_PROBLEM STATEMENT_:
Of the lines below, write out exactly those from the line with "bytes over HTTP." through the line with "pub fn classify(table: &TableBlock)", both included, and skip the rest.

_Saved data entries_:
* * *

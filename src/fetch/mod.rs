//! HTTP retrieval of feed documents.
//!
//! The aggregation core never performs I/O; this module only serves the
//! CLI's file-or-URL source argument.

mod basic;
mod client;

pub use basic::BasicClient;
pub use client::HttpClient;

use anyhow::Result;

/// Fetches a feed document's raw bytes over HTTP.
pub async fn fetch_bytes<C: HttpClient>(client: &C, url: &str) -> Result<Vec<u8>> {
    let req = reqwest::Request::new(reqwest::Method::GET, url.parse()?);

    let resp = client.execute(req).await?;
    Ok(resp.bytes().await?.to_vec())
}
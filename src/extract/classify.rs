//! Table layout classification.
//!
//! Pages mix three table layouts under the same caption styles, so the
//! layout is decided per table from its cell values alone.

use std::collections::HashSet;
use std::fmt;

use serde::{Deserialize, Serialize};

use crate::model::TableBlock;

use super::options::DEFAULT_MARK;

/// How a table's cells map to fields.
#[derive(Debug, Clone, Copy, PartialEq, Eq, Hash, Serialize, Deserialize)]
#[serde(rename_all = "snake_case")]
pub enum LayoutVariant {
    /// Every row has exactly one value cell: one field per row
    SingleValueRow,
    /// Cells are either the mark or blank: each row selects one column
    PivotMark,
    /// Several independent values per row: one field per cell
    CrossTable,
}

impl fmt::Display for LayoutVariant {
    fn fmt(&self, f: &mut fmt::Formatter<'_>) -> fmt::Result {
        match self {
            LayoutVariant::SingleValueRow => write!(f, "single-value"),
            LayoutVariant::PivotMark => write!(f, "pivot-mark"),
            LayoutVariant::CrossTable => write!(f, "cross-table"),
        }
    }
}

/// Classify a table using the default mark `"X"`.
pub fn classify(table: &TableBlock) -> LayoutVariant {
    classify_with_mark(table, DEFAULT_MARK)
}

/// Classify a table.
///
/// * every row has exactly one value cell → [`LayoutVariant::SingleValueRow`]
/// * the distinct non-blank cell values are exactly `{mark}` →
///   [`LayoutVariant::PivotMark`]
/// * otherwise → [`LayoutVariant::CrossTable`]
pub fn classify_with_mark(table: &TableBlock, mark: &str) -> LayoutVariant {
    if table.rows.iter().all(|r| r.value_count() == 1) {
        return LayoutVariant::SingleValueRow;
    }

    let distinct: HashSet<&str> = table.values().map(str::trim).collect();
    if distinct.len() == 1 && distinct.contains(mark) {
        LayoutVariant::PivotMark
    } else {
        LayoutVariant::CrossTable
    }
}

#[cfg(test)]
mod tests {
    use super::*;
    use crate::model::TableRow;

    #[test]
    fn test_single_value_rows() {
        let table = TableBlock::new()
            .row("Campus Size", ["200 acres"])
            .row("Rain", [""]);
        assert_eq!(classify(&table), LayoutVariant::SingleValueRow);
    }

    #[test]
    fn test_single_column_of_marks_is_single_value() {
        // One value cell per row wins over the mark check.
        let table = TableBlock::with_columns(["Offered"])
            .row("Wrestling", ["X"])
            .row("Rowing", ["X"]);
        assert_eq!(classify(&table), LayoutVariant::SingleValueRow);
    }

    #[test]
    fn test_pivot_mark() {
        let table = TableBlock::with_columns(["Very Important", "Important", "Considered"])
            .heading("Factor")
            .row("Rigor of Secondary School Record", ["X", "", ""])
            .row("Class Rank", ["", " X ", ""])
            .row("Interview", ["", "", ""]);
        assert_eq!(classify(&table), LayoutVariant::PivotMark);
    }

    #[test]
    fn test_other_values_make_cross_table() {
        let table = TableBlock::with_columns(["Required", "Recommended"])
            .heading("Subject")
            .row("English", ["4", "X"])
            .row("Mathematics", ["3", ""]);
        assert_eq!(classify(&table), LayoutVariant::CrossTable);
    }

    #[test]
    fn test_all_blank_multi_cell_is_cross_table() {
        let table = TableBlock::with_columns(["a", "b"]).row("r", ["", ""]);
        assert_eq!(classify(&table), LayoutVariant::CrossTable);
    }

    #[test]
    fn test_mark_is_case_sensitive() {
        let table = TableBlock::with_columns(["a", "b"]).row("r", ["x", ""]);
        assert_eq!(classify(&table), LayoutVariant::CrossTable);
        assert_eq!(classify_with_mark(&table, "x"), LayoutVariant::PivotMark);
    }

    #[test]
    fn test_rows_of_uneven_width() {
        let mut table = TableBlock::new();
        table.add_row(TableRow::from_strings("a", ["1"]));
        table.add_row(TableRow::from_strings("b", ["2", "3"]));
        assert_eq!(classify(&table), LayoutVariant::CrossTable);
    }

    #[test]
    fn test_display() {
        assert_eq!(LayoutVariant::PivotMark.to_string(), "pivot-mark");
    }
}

* * *

_WRITTEN SOLUTION_:
/// Fetches a feed document's raw bytes over HTTP.
pub async fn fetch_bytes<C: HttpClient>(client: &C, url: &str) -> Result<Vec<u8>> {
    let req = reqwest::Request::new(reqwest::Method::GET, url.parse()?);

    let resp = client.execute(req).await?;
    Ok(resp.bytes().await?.to_vec())
}
filename src/extract/classify.rs
//! Table layout classification.
//!
//! Pages mix three table layouts under the same caption styles, so the
//! layout is decided per table from its cell values alone.

use std::collections::HashSet;
use std::fmt;

use serde::{Deserialize, Serialize};

use crate::model::TableBlock;

use super::options::DEFAULT_MARK;

/// How a table's cells map to fields.
#[derive(Debug, Clone, Copy, PartialEq, Eq, Hash, Serialize, Deserialize)]
#[serde(rename_all = "snake_case")]
pub enum LayoutVariant {
    /// Every row has exactly one value cell: one field per row
    SingleValueRow,
    /// Cells are either the mark or blank: each row selects one column
    PivotMark,
    /// Several independent values per row: one field per cell
    CrossTable,
}

impl fmt::Display for LayoutVariant {
    fn fmt(&self, f: &mut fmt::Formatter<'_>) -> fmt::Result {
        match self {
            LayoutVariant::SingleValueRow => write!(f, "single-value"),
            LayoutVariant::PivotMark => write!(f, "pivot-mark"),
            LayoutVariant::CrossTable => write!(f, "cross-table"),
        }
    }
}

/// Classify a table using the default mark `"X"`.
pub fn classify(table: &TableBlock) -> LayoutVariant {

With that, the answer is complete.